Uma coisa me ocorreu hoje. Durante séculos, sobretudo no mundo de língua inglesa, os católicos foram muitas vezes retratados como supersticiosos, anti-intelectuais, hostis à liberdade e cegamente obedientes à autoridade. Parte disso veio de conflitos reais. Parte veio de séculos de polêmica protestante e do que os historiadores chamam de Lenda Negra. De um jeito ou de outro, a imagem ficou profundamente enraizada na cultura ocidental.
Aí Hollywood chegou e herdou muitas dessas suposições. Quantos filmes a gente já viu em que a figura religiosa é de mente estreita, com medo da ciência, obcecada por regras, ou tentando controlar a vida das pessoas?
O que acho interessante é que não acho que esses estereótipos ficaram restritos aos católicos. Em algum momento, as pessoas pararam de fazer distinções. O estereótipo virou "cristãos".
O padre virou o pastor. O católico virou o evangélico. A velha caricatura de uma denominação aos poucos virou uma caricatura da fé inteira. A Lenda Negra saiu pela culatra. E o irônico é que os cristãos ajudaram nisso. Os protestantes passaram séculos atacando os católicos. Os católicos revidavam contra os protestantes. Cada denominação parecia ansiosa para explicar por que as outras é que eram o problema.
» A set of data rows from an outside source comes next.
//! Category learning for FinMon.
//!
//! Users teach a category for a transaction description; later descriptions
//! containing that keyword get the taught category, and the full rule list is
//! shared with the chat assistant as context.

pub mod context;
pub mod db;
pub mod error;
pub mod hooks;
pub mod models;
pub mod predictor;
pub mod settings;
pub mod store;
pub mod teacher;

pub use context::{ChatKind, ChatRequest, ContextBuilder, LearnedRule};
pub use error::{FinmonError, Result};
pub use models::{Rule, RuleSet};
pub use predictor::{MatchPolicy, Predictor};
pub use store::{JsonFileStore, MemoryStore, RuleStore, SqliteStore};
pub use teacher::{Teacher, TeachOutcome};
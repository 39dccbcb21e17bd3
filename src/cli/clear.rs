use finmon::error::Result;
use finmon::teacher::Teacher;

use super::open_store;

pub fn run() -> Result<()> {
    let (_, store) = open_store()?;
    let count = store.load().len();
    Teacher::new(store.as_ref()).reset()?;
    println!("Learned rules wiped ({count} removed).");
    Ok(())
}
use colored::Colorize;

use finmon::error::Result;
use finmon::hooks::CorrectionForm;
use finmon::models::{is_default_category, DEFAULT_CATEGORIES};
use finmon::predictor::Predictor;
use finmon::teacher::{IgnoreReason, TeachOutcome};

use super::open_store;

pub fn run(description: &str, category: &str, note: &str) -> Result<()> {
    let (settings, store) = open_store()?;
    let current = Predictor::new(store.as_ref())
        .with_policy(settings.match_policy)
        .predict(description)
        .unwrap_or_default();
    let mut form = CorrectionForm::new(store.as_ref(), description, &current);
    if form.submit(category, note).is_none() {
        println!("Nothing to teach: category is empty");
        return Ok(());
    }

    let changed = form.changes_category(category);
    match form.into_outcome() {
        Some(TeachOutcome::Learned(rule)) => {
            let was = if changed {
                format!(" (was {current})")
            } else {
                String::new()
            };
            println!(
                "{} '{}' \u{2192} {}{}",
                "Learned rule:".green(),
                rule.keyword,
                rule.category,
                was
            );
            if !is_default_category(&rule.category) {
                println!(
                    "{}",
                    format!(
                        "Note: '{}' is not a standard category ({})",
                        rule.category,
                        DEFAULT_CATEGORIES.join(", ")
                    )
                    .yellow()
                );
            }
        }
        Some(TeachOutcome::AlreadyKnown(rule)) => {
            println!("Already known: '{}' \u{2192} {}", rule.keyword, rule.category);
        }
        Some(TeachOutcome::Ignored(IgnoreReason::EmptyDescription)) => {
            println!("Nothing to teach: description is empty");
        }
        Some(TeachOutcome::Ignored(IgnoreReason::EmptyCategory)) | None => {
            println!("Nothing to teach: category is empty");
        }
        Some(TeachOutcome::Failed(e)) => return Err(e),
    }
    Ok(())
}
use serde::{Deserialize, Serialize};

/// Categories offered by the correction picker. Rules may carry any other
/// non-empty category as well.
pub const DEFAULT_CATEGORIES: &[&str] = &[
    "Food",
    "Housing",
    "Transport",
    "Entertainment",
    "Health",
    "Shopping",
    "Utilities",
    "Savings",
    "Investments",
    "Debt",
];

pub fn is_default_category(category: &str) -> bool {
    DEFAULT_CATEGORIES
        .iter()
        .any(|c| c.eq_ignore_ascii_case(category.trim()))
}

/// A learned `keyword -> category` mapping.
///
/// The serialized shape is the persisted record layout. `correctCategory`
/// and `userNote` are read as aliases so older exports still load.
#[derive(Debug, Clone, PartialEq, Eq, Serialize, Deserialize)]
pub struct Rule {
    #[serde(default)]
    pub id: String,
    pub keyword: String,
    #[serde(alias = "correctCategory")]
    pub category: String,
    #[serde(default, alias = "userNote", deserialize_with = "null_as_empty")]
    pub note: String,
    /// Milliseconds since the Unix epoch.
    #[serde(rename = "timestamp", default)]
    pub created_at: i64,
}

fn null_as_empty<'de, D>(deserializer: D) -> Result<String, D::Error>
where
    D: serde::Deserializer<'de>,
{
    Ok(Option::<String>::deserialize(deserializer)?.unwrap_or_default())
}

impl Rule {
    pub fn new(keyword: String, category: String, note: String) -> Self {
        Self {
            id: uuid::Uuid::new_v4().to_string(),
            keyword,
            category,
            note,
            created_at: chrono::Utc::now().timestamp_millis(),
        }
    }

    pub fn matches(&self, lowered_description: &str) -> bool {
        lowered_description.contains(&self.keyword)
    }

    /// Creation date (UTC) for display.
    pub fn taught_on(&self) -> String {
        chrono::DateTime::<chrono::Utc>::from_timestamp_millis(self.created_at)
            .map(|dt| dt.format("%Y-%m-%d").to_string())
            .unwrap_or_default()
    }
}

/// Lower-cases and trims a description into the form used for keywords.
pub fn normalize(description: &str) -> String {
    description.trim().to_lowercase()
}

/// All rules for the current user, oldest first.
#[derive(Debug, Clone, Default, PartialEq, Eq, Serialize, Deserialize)]
#[serde(transparent)]
pub struct RuleSet {
    rules: Vec<Rule>,
}

impl RuleSet {
    pub fn new() -> Self {
        Self::default()
    }

    pub fn len(&self) -> usize {
        self.rules.len()
    }

    pub fn is_empty(&self) -> bool {
        self.rules.is_empty()
    }

    pub fn iter(&self) -> std::slice::Iter<'_, Rule> {
        self.rules.iter()
    }

    pub fn as_slice(&self) -> &[Rule] {
        &self.rules
    }

    pub fn find(&self, keyword: &str, category: &str) -> Option<&Rule> {
        self.rules
            .iter()
            .find(|r| r.keyword == keyword && r.category == category)
    }

    pub fn push(&mut self, rule: Rule) {
        self.rules.push(rule);
    }
}

impl From<Vec<Rule>> for RuleSet {
    fn from(rules: Vec<Rule>) -> Self {
        Self { rules }
    }
}

impl IntoIterator for RuleSet {
    type Item = Rule;
    type IntoIter = std::vec::IntoIter<Rule>;

    fn into_iter(self) -> Self::IntoIter {
        self.rules.into_iter()
    }
}

impl<'a> IntoIterator for &'a RuleSet {
    type Item = &'a Rule;
    type IntoIter = std::slice::Iter<'a, Rule>;

    fn into_iter(self) -> Self::IntoIter {
        self.rules.iter()
    }
}
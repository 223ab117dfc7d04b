//! sw_fetch tool implementation.
//!
//! Delivers one intercepted request to the worker and reports how it was
//! classified and what the worker answered.

use qrsw_client::fetch::Method;
use qrsw_client::{Request, RequestClass, ServiceWorker, Strategy};
use rmcp::{ErrorData as McpError, model::CallToolResult};
use schemars::JsonSchema;
use serde::{Deserialize, Serialize};

use super::json_result;
use crate::error::ToolError;

/// Input parameters for the sw_fetch tool.
#[derive(Debug, Clone, Serialize, Deserialize, JsonSchema)]
pub struct SwFetchParams {
    /// Absolute URL, or a path resolved against the application root.
    pub url: String,

    /// HTTP method (default: GET).
    #[serde(default)]
    pub method: Option<String>,

    /// Whether this is a top-level navigation.
    #[serde(default)]
    pub navigate: bool,

    /// Request body for mutating methods.
    #[serde(default)]
    pub body: Option<String>,
}

/// Output from the sw_fetch tool.
#[derive(Debug, Clone, Serialize, Deserialize, JsonSchema)]
pub struct SwFetchOutput {
    pub url: String,

    /// False when the worker let the request through untouched.
    pub handled: bool,

    #[serde(skip_serializing_if = "Option::is_none")]
    pub class: Option<RequestClass>,

    #[serde(skip_serializing_if = "Option::is_none")]
    pub strategy: Option<Strategy>,

    #[serde(skip_serializing_if = "Option::is_none")]
    pub status: Option<u16>,

    #[serde(skip_serializing_if = "Option::is_none")]
    pub status_text: Option<String>,

    #[serde(default)]
    pub headers: Vec<(String, String)>,

    /// Body decoded as UTF-8 (lossy).
    #[serde(skip_serializing_if = "Option::is_none")]
    pub body: Option<String>,
}

/// Build the request the worker will see.
fn build_request(worker: &ServiceWorker, params: SwFetchParams) -> Result<Request, ToolError> {
    let input = params.url.trim();
    if input.is_empty() {
        return Err(ToolError::InvalidInput("url must not be empty".into()));
    }

    let mut url = worker
        .config()
        .root
        .join(input)
        .map_err(|e| ToolError::InvalidUrl(format!("{input}: {e}")))?;
    url.set_fragment(None);

    let method = match params.method.as_deref().map(str::trim) {
        None | Some("") => Method::GET,
        Some(name) => Method::from_bytes(name.to_ascii_uppercase().as_bytes())
            .map_err(|_| ToolError::InvalidInput(format!("unsupported method: {name}")))?,
    };

    let mut request = Request::new(method, url);
    request.navigational = params.navigate;
    if let Some(body) = params.body {
        request = request.with_body(body);
    }
    Ok(request)
}

/// Implementation of the sw_fetch tool.
pub async fn fetch_impl(worker: &ServiceWorker, params: SwFetchParams) -> Result<CallToolResult, McpError> {
    let request = build_request(worker, params)?;
    let url = request.url.to_string();
    let class = worker.classify(&request);

    let output = match worker.on_fetch(request).await {
        Some(response) => SwFetchOutput {
            url,
            handled: true,
            class: Some(class),
            strategy: Some(class.strategy()),
            status: Some(response.status),
            body: Some(response.text()),
            status_text: Some(response.status_text),
            headers: response.headers,
        },
        None => SwFetchOutput {
            url,
            handled: false,
            class: None,
            strategy: None,
            status: None,
            status_text: None,
            headers: Vec::new(),
            body: None,
        },
    };

    json_result(&output)
}
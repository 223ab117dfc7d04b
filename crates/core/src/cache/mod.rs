//! SQLite-backed named cache storage.
//!
//! This module provides the persistent store behind every named cache the
//! worker owns, using SQLite with async access via tokio-rusqlite. It supports:
//!
//! - Named caches that can be listed and deleted as a whole
//! - Entries keyed by SHA-256 of method + URL
//! - Insertion-ordered keys for oldest-first eviction
//! - Atomic multi-entry writes
//! - Automatic schema migrations and WAL mode

pub mod connection;
pub mod entries;
pub mod hash;
pub mod migrations;
pub mod storage;

pub use crate::Error;

pub use connection::CacheDb;
pub use entries::{EntryKey, PendingEntry};
pub use storage::CacheSummary;
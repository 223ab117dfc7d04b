//! Tool-level errors for the qr-offline server.
//!
//! Worker and cache failures arrive as `qrsw_core::Error`; these cover
//! argument problems the host rejects before reaching the worker.

use rmcp::model::{ErrorCode, ErrorData as McpError};

#[derive(Debug, thiserror::Error)]
pub enum ToolError {
    /// Invalid input parameters (e.g., empty URL).
    #[error("INVALID_INPUT: {0}")]
    InvalidInput(String),

    /// URL could not be resolved against the application root.
    #[error("INVALID_URL: {0}")]
    InvalidUrl(String),

    /// Output could not be encoded.
    #[error("SERIALIZE_FAILED: {0}")]
    Serialize(#[from] serde_json::Error),
}

impl From<ToolError> for McpError {
    fn from(err: ToolError) -> Self {
        let (code, message) = match &err {
            ToolError::InvalidInput(msg) => (-32602, msg.clone()),
            ToolError::InvalidUrl(msg) => (-32003, msg.clone()),
            ToolError::Serialize(e) => (-32603, e.to_string()),
        };

        McpError { code: ErrorCode(code), message: message.into(), data: None }
    }
}

#[cfg(test)]
mod tests {
    use super::*;

    #[test]
    fn test_codes() {
        let err: McpError = ToolError::InvalidInput("url is empty".into()).into();
        assert_eq!(err.code.0, -32602);
        assert_eq!(err.message, "url is empty");

        let err: McpError = ToolError::InvalidUrl("::".into()).into();
        assert_eq!(err.code.0, -32003);
    }
}
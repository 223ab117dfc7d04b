//! Core types and shared functionality for qr-offline.
//!
//! This crate provides:
//! - Named cache storage with SQLite backend
//! - The response payload model shared by caches and the network
//! - Unified error types
//! - Configuration structures

pub mod cache;
pub mod config;
pub mod error;
pub mod response;

pub use cache::{CacheDb, CacheSummary, EntryKey};
pub use config::{AppConfig, ConfigError};
pub use error::Error;
pub use response::ResponsePayload;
Enquanto isso, a cultura mais ampla olhou para todos nós e concluiu que o próprio cristianismo é que era o problema. Acho isso deprimente, porque a maioria dos cristãos comuns que conheço não são as pessoas desses estereótipos. São professores, engenheiros, enfermeiros, cientistas, pais e vizinhos tentando viver a fé deles o melhor que conseguem.
Ainda temos diferenças teológicas, e essas diferenças... sinceramente não importam tanto. Mas às vezes me pergunto se gastamos tanta energia brigando uns com os outros que esquecemos como aparecíamos para todo mundo lá fora. Para muita gente fora da Igreja, não somos católicos, protestantes, ortodoxos, nem nada disso. Somos só cristãos.
Talvez esteja na hora de a gente também lembrar disso.